I’m sympathetic to this viewpoint. I welcomed a wide range of sounds into my heart in 2014, from synth-driven heartland rock to Compton funk to Swedish breakup balladry to Saharan zone-out blues. I loved a lot of music this year, as I do every year. (I’d be happy to talk to you about it over here!) I’m sure you found plenty to treasure in 2014 as well. If you subscribe to this way of thinking, you might as well stop reading right now.
The other way of looking at pop is as an idea, in the same way that the United States is an idea. It’s not something you can see or touch, but it nevertheless lives and breathes as an entity that binds people together in a shared faith. Pop posits music as the very pulse of culture. Those who view pop in this way believe that it is a prism through which truths about our society can be revealed and discussed.
In 2014, that version of pop was largely absent. Pop, with a small handful of exceptions, simply did not matter at all. TV, movies, sports, even video games inspired national conversations. Where was pop music? Was there a single song or album that truly spoke to the masses in a profound way in 2014? This was the year of Pharrell Williams’s “Happy,” Pitbull and Kesha’s “Timber,” Iggy Azalea’s “Fancy,” Magic!’s “Rude,” John Legend’s “All of Me,” and Meghan Trainor’s “All About That Bass,” all of which spent a combined 37 weeks (more than two-thirds of the year) atop Billboard’s Hot 100. What an awesome(ly ineffectual) mixtape. As a cultural construct, pop flatlined.
I never thought I’d be nostalgic for 2013, and yet here we are. Maybe you hated Yeezus or “Blurred Lines” or Miley Cyrus on the VMAs. But at least they provoked moral outrage and impassioned defenses. Nothing resonated like that this year.1 Yes, 2013 was distinguished by lavish promotional campaigns and overlong blockbusters that didn’t land. The most massive of those behemoths — The 20/20 Experience, Magna Carta … Holy Grail, Reflektor — aren’t any more lovable now than they were then. But they were fun to talk about, to deconstruct, to place in a larger context. Pop in 2014, however, largely eschewed a larger context. Pop punted.
Even 2014’s most promising trend — the infusion of compelling female voices in many corners of the pop world — felt more like a continuation of previous years’ gains than like a sea change. Can 2014 really represent the “end of men” when women have already been dominating the pop charts for years?

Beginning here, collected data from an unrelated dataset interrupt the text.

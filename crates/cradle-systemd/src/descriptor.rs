//! Normalized descriptor a container unit is rendered from.

use std::fmt;

use cradle_common::types::{ContainerMetadata, PodInfo};

use crate::error::{GenerateError, Result};
use crate::options::{RestartPolicy, UnitOptions};

/// Fixed base added to the container's stop timeout when computing the
/// unit's `TimeoutStopSec`, leaving systemd room for the engine's own
/// shutdown handling.
pub const MIN_TIMEOUT_STOP_SEC: u32 = 60;

/// Runtime root placeholder used by self-sufficient units. The unit
/// recreates the container on every start, so the recorded root of the
/// original container does not apply.
pub const NEW_MODE_RUN_ROOT: &str = "%t/containers";

/// Unit-scoped placeholder where a self-sufficient unit tracks the ID of
/// the container it creates.
pub const CONTAINER_ID_FILE: &str = "%t/%n.ctr-id";

/// Service type of the generated unit.
#[derive(Debug, Clone, Copy, PartialEq, Eq)]
pub enum UnitType {
    /// The exec'd process forks and exits; systemd tracks the service
    /// through its PID file.
    Forking,
    /// Readiness is signaled over the sd-notify socket.
    Notify,
}

impl fmt::Display for UnitType {
    fn fmt(&self, f: &mut fmt::Formatter<'_>) -> fmt::Result {
        match self {
            Self::Forking => write!(f, "forking"),
            Self::Notify => write!(f, "notify"),
        }
    }
}

/// All data required to render a container's systemd unit file.
///
/// Built once per generation call and discarded with it. Exec lines may
/// contain `{{field}}` macros that the renderer resolves against this same
/// descriptor.
#[derive(Debug)]
pub struct UnitDescriptor<'a> {
    /// Name of the systemd service.
    pub service_name: String,
    /// Name or ID of the container, never both.
    pub container_ref: String,
    /// Type of the unit. `Notify` only in self-sufficient mode.
    pub unit_type: UnitType,
    /// `NotifyAccess=` of the unit, when set.
    pub notify_access: Option<String>,
    /// Timeout in seconds the engine waits before killing the container
    /// during service stop.
    pub stop_timeout: u32,
    /// Restart policy of the unit.
    pub restart_policy: RestartPolicy,
    /// PID file of the service. Required for forking units; must point to
    /// the PID of the associated conmon process.
    pub pid_file: Option<String>,
    /// Container ID file referenced by self-sufficient units.
    pub container_id_file: Option<String>,
    /// Services this unit binds to and starts after. Sorted before
    /// rendering for deterministic output.
    pub bound_services: Vec<String>,
    /// Full command plus arguments the container was created with.
    pub create_command: Vec<String>,
    /// `ExecStartPre=` of the unit, when set.
    pub exec_start_pre: Option<String>,
    /// `ExecStart=` of the unit.
    pub exec_start: String,
    /// `ExecStop=` of the unit, when set.
    pub exec_stop: Option<String>,
    /// `ExecStopPost=` of the unit, when set.
    pub exec_stop_post: Option<String>,
    /// Rendered `TimeoutStopSec=`: [`MIN_TIMEOUT_STOP_SEC`] plus the stop
    /// timeout.
    pub timeout_stop_sec: u32,
    /// Literal `KEY=VALUE` environment entries pinned into the unit,
    /// already escaped.
    pub extra_envs: Vec<String>,
    /// Path to the engine executable embedded in exec lines.
    pub executable: String,
    /// Engine version for the header comment.
    pub version: String,
    /// Header timestamp. Absent when header suppression is requested.
    pub timestamp: Option<String>,
    /// Suppresses the autogenerated header comment and timestamp.
    pub no_header: bool,
    /// Runtime root the unit requires to be mounted.
    pub run_root: String,
    /// Pod membership of the container, if any. Read-only, never owned.
    pub pod: Option<&'a PodInfo>,
    /// Environment of the container process, used to pin `--env NAME`
    /// references.
    pub(crate) container_env: &'a [(String, String)],
}

impl<'a> UnitDescriptor<'a> {
    /// Builds a descriptor from container metadata and generation options.
    ///
    /// Pure transformation; exec lines, executable, and timestamp are
    /// completed by [`crate::unit`] before rendering.
    ///
    /// # Errors
    ///
    /// Fails with [`GenerateError::MissingPidFile`] if no conmon PID file is
    /// recorded and self-sufficient mode is not requested, with
    /// [`GenerateError::MissingCreateCommand`] if self-sufficient mode is
    /// requested but no create command is recorded, and with
    /// [`GenerateError::UnresolvedRuntimeRoot`] if the recorded runtime
    /// root is empty.
    pub fn build(metadata: &'a ContainerMetadata, options: &UnitOptions) -> Result<Self> {
        if metadata.conmon_pid_file.is_empty() && !options.new {
            return Err(GenerateError::MissingPidFile {
                id: metadata.id.to_string(),
            });
        }

        let create_command = match &metadata.create_command {
            Some(command) => command.clone(),
            None if options.new => {
                return Err(GenerateError::MissingCreateCommand {
                    id: metadata.id.to_string(),
                });
            }
            None => Vec::new(),
        };

        let run_root = if options.new {
            NEW_MODE_RUN_ROOT.to_owned()
        } else if metadata.run_root.is_empty() {
            return Err(GenerateError::UnresolvedRuntimeRoot {
                id: metadata.id.to_string(),
            });
        } else {
            metadata.run_root.clone()
        };

        let (container_ref, service_name) = service_name(metadata, options);

        let mut bound_services = Vec::new();
        if let Some(pod) = &metadata.pod {
            bound_services.push(pod.service_name.clone());
        }

        Ok(Self {
            service_name,
            container_ref,
            unit_type: UnitType::Forking,
            notify_access: None,
            stop_timeout: options.stop_timeout.unwrap_or(metadata.stop_timeout),
            restart_policy: options.restart_policy,
            pid_file: (!metadata.conmon_pid_file.is_empty())
                .then(|| metadata.conmon_pid_file.clone()),
            container_id_file: None,
            bound_services,
            create_command,
            exec_start_pre: None,
            exec_start: String::new(),
            exec_stop: None,
            exec_stop_post: None,
            timeout_stop_sec: 0,
            extra_envs: Vec::new(),
            executable: String::new(),
            version: String::new(),
            timestamp: None,
            no_header: options.no_header,
            run_root,
            pod: metadata.pod.as_ref(),
            container_env: &metadata.env,
        })
    }
}

/// Returns the container reference and the service name derived from it.
fn service_name(metadata: &ContainerMetadata, options: &UnitOptions) -> (String, String) {
    let container_ref = if options.use_name {
        metadata.name.clone()
    } else {
        metadata.id.to_string()
    };
    let service_name = format!(
        "{}{}{}",
        options.container_prefix, options.separator, container_ref
    );
    (container_ref, service_name)
}

#[cfg(test)]
mod tests {
    use cradle_common::types::ContainerId;

    use super::*;

    fn metadata() -> ContainerMetadata {
        ContainerMetadata {
            id: ContainerId::new("0123456789ab"),
            name: "redis".to_owned(),
            stop_timeout: 10,
            conmon_pid_file: "/run/conmon.pid".to_owned(),
            run_root: "/run/containers/storage".to_owned(),
            create_command: Some(vec![
                "/usr/local/bin/cradle".to_owned(),
                "run".to_owned(),
                "redis".to_owned(),
            ]),
            env: Vec::new(),
            pod: None,
        }
    }

    #[test]
    fn service_name_defaults_to_prefix_separator_id() {
        let meta = metadata();
        let descriptor =
            UnitDescriptor::build(&meta, &UnitOptions::default()).expect("build should succeed");
        assert_eq!(descriptor.service_name, "container-0123456789ab");
        assert_eq!(descriptor.container_ref, "0123456789ab");
    }

    #[test]
    fn service_name_uses_container_name_when_requested() {
        let meta = metadata();
        let options = UnitOptions {
            use_name: true,
            container_prefix: "app".to_owned(),
            separator: "_".to_owned(),
            ..UnitOptions::default()
        };
        let descriptor = UnitDescriptor::build(&meta, &options).expect("build should succeed");
        assert_eq!(descriptor.service_name, "app_redis");
        assert_eq!(descriptor.container_ref, "redis");
    }

    #[test]
    fn empty_pid_file_fails_without_self_sufficient_mode() {
        let mut meta = metadata();
        meta.conmon_pid_file = String::new();
        let err = UnitDescriptor::build(&meta, &UnitOptions::default())
            .expect_err("empty PID file should fail");
        assert!(matches!(err, GenerateError::MissingPidFile { id } if id == "0123456789ab"));
    }

    #[test]
    fn empty_pid_file_is_tolerated_in_self_sufficient_mode() {
        let mut meta = metadata();
        meta.conmon_pid_file = String::new();
        let options = UnitOptions {
            new: true,
            ..UnitOptions::default()
        };
        let descriptor = UnitDescriptor::build(&meta, &options).expect("build should succeed");
        assert!(descriptor.pid_file.is_none());
    }

    #[test]
    fn missing_create_command_fails_in_self_sufficient_mode() {
        let mut meta = metadata();
        meta.create_command = None;
        let options = UnitOptions {
            new: true,
            ..UnitOptions::default()
        };
        let err =
            UnitDescriptor::build(&meta, &options).expect_err("missing create command should fail");
        assert!(matches!(err, GenerateError::MissingCreateCommand { .. }));
    }

    #[test]
    fn missing_create_command_is_tolerated_without_self_sufficient_mode() {
        let mut meta = metadata();
        meta.create_command = None;
        let descriptor =
            UnitDescriptor::build(&meta, &UnitOptions::default()).expect("build should succeed");
        assert!(descriptor.create_command.is_empty());
    }

    #[test]
    fn empty_run_root_fails_without_self_sufficient_mode() {
        let mut meta = metadata();
        meta.run_root = String::new();
        let err = UnitDescriptor::build(&meta, &UnitOptions::default())
            .expect_err("empty run root should fail");
        assert!(matches!(err, GenerateError::UnresolvedRuntimeRoot { .. }));
    }

    #[test]
    fn self_sufficient_mode_uses_runtime_relative_run_root() {
        let mut meta = metadata();
        meta.run_root = String::new();
        let options = UnitOptions {
            new: true,
            ..UnitOptions::default()
        };
        let descriptor = UnitDescriptor::build(&meta, &options).expect("build should succeed");
        assert_eq!(descriptor.run_root, NEW_MODE_RUN_ROOT);
    }

    #[test]
    fn stop_timeout_override_wins_over_recorded_value() {
        let meta = metadata();
        let options = UnitOptions {
            stop_timeout: Some(42),
            ..UnitOptions::default()
        };
        let descriptor = UnitDescriptor::build(&meta, &options).expect("build should succeed");
        assert_eq!(descriptor.stop_timeout, 42);
    }

    #[test]
    fn pod_membership_binds_to_pod_service() {
        let mut meta = metadata();
        meta.pod = Some(cradle_common::types::PodInfo {
            service_name: "pod-demo".to_owned(),
            pod_id_file: "%t/pod-demo.pod-id".to_owned(),
        });
        let descriptor =
            UnitDescriptor::build(&meta, &UnitOptions::default()).expect("build should succeed");
        assert_eq!(descriptor.bound_services, vec!["pod-demo"]);
        assert!(descriptor.pod.is_some());
    }
}
use alloc::vec::Vec;

use crate::traits::Scalar;

use super::{DynMatrix, MatrixError};

impl<T: Scalar> DynMatrix<T> {
    /// Create a square diagonal matrix from a slice.
    ///
    /// ```
    /// use spectral_core::DynMatrix;
    /// let m = DynMatrix::from_diag(&[2.0_f64, 3.0]).unwrap();
    /// assert_eq!(m[(0, 0)], 2.0);
    /// assert_eq!(m[(1, 1)], 3.0);
    /// assert_eq!(m[(0, 1)], 0.0);
    /// ```
    pub fn from_diag(values: &[T]) -> Result<Self, MatrixError> {
        let n = values.len();
        let mut m = Self::zeros(n, n)?;
        for (i, &v) in values.iter().enumerate() {
            m[(i, i)] = v;
        }
        Ok(m)
    }

    /// Extract the diagonal, `min(nrows, ncols)` entries.
    ///
    /// ```
    /// use spectral_core::DynMatrix;
    /// let m = DynMatrix::from_rows(2, 2, &[1.0, 2.0, 3.0, 4.0]).unwrap();
    /// assert_eq!(m.diag(), vec![1.0, 4.0]);
    /// ```
    pub fn diag(&self) -> Vec<T> {
        let n = self.nrows().min(self.ncols());
        (0..n).map(|i| self.at(i, i)).collect()
    }

    /// Sum of diagonal elements.
    pub fn trace(&self) -> T {
        let n = self.nrows().min(self.ncols());
        let mut sum = T::zero();
        for i in 0..n {
            sum = sum + self.at(i, i);
        }
        sum
    }

    /// Check if the matrix is symmetric (`A == A^T`), exactly.
    pub fn is_symmetric(&self) -> bool {
        if !self.is_square() {
            return false;
        }
        let n = self.nrows();
        for i in 0..n {
            for j in (i + 1)..n {
                if self.at(i, j) != self.at(j, i) {
                    return false;
                }
            }
        }
        true
    }

    /// Off-diagonal energy: the sum of `A[i,j]^2` over all `i != j`.
    ///
    /// Zero exactly when the matrix is diagonal. The Jacobi solver uses the
    /// decrease of this quantity as its convergence metric.
    ///
    /// Panics if the matrix is not square.
    ///
    /// ```
    /// use spectral_core::DynMatrix;
    /// let m = DynMatrix::from_rows(2, 2, &[1.0_f64, 2.0, -3.0, 4.0]).unwrap();
    /// assert_eq!(m.off_diagonal_energy(), 13.0);
    /// ```
    pub fn off_diagonal_energy(&self) -> T {
        assert!(
            self.is_square(),
            "off-diagonal energy requires a square matrix, got {}x{}",
            self.nrows(),
            self.ncols(),
        );
        let n = self.nrows();
        let mut off = T::zero();
        for i in 0..n {
            for j in 0..n {
                if i != j {
                    let x = self.at(i, j);
                    off = off + x * x;
                }
            }
        }
        off
    }

    /// Whether every off-diagonal entry is exactly zero.
    ///
    /// Panics if the matrix is not square.
    pub fn is_diagonal(&self) -> bool {
        self.off_diagonal_energy() == T::zero()
    }
}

Or when women are still mostly locked out of production and industry management positions? As much as I cheered on upstarts like Charli XCX and Tove Lo this year, they haven’t captured the public’s imagination the way Adele and Lorde did earlier in the decade.
But I’m not going to howl about this on your 21-inch screen. Arthur Jensen has shown me the way: There is no pop music. There is only Taylor Swift. And Beyoncé. And Drake. And Adele, Eminem, Katy Perry, Justin Timberlake, Kanye West, Miley Cyrus, Justin Bieber, and Lorde. Those are the pop nations of the world today. If those people aren’t doing something important — putting out new music, launching tours, being seen at award shows, getting married, getting divorced, getting arrested, getting embarrassed, or in some other way ginning up talk — pop music ceases to be visible.
That is the lesson of 2014. Pop’s middle class — like anything’s middle class — is now virtually extinct. Whether we’re talking about sales, streams, or tweets, pop’s power center is pinpointed on roughly the same number of people who star in Orange Is the New Black. A lot of those players were busy in 2013, and subsequently took this year off. But they’ll return, and soon. They took money out of pop, and now they must put it back.
What we are dealing with here are primal forces of nature. It is about ecological balance. Ebb and flow. And 2014 was all about ebb.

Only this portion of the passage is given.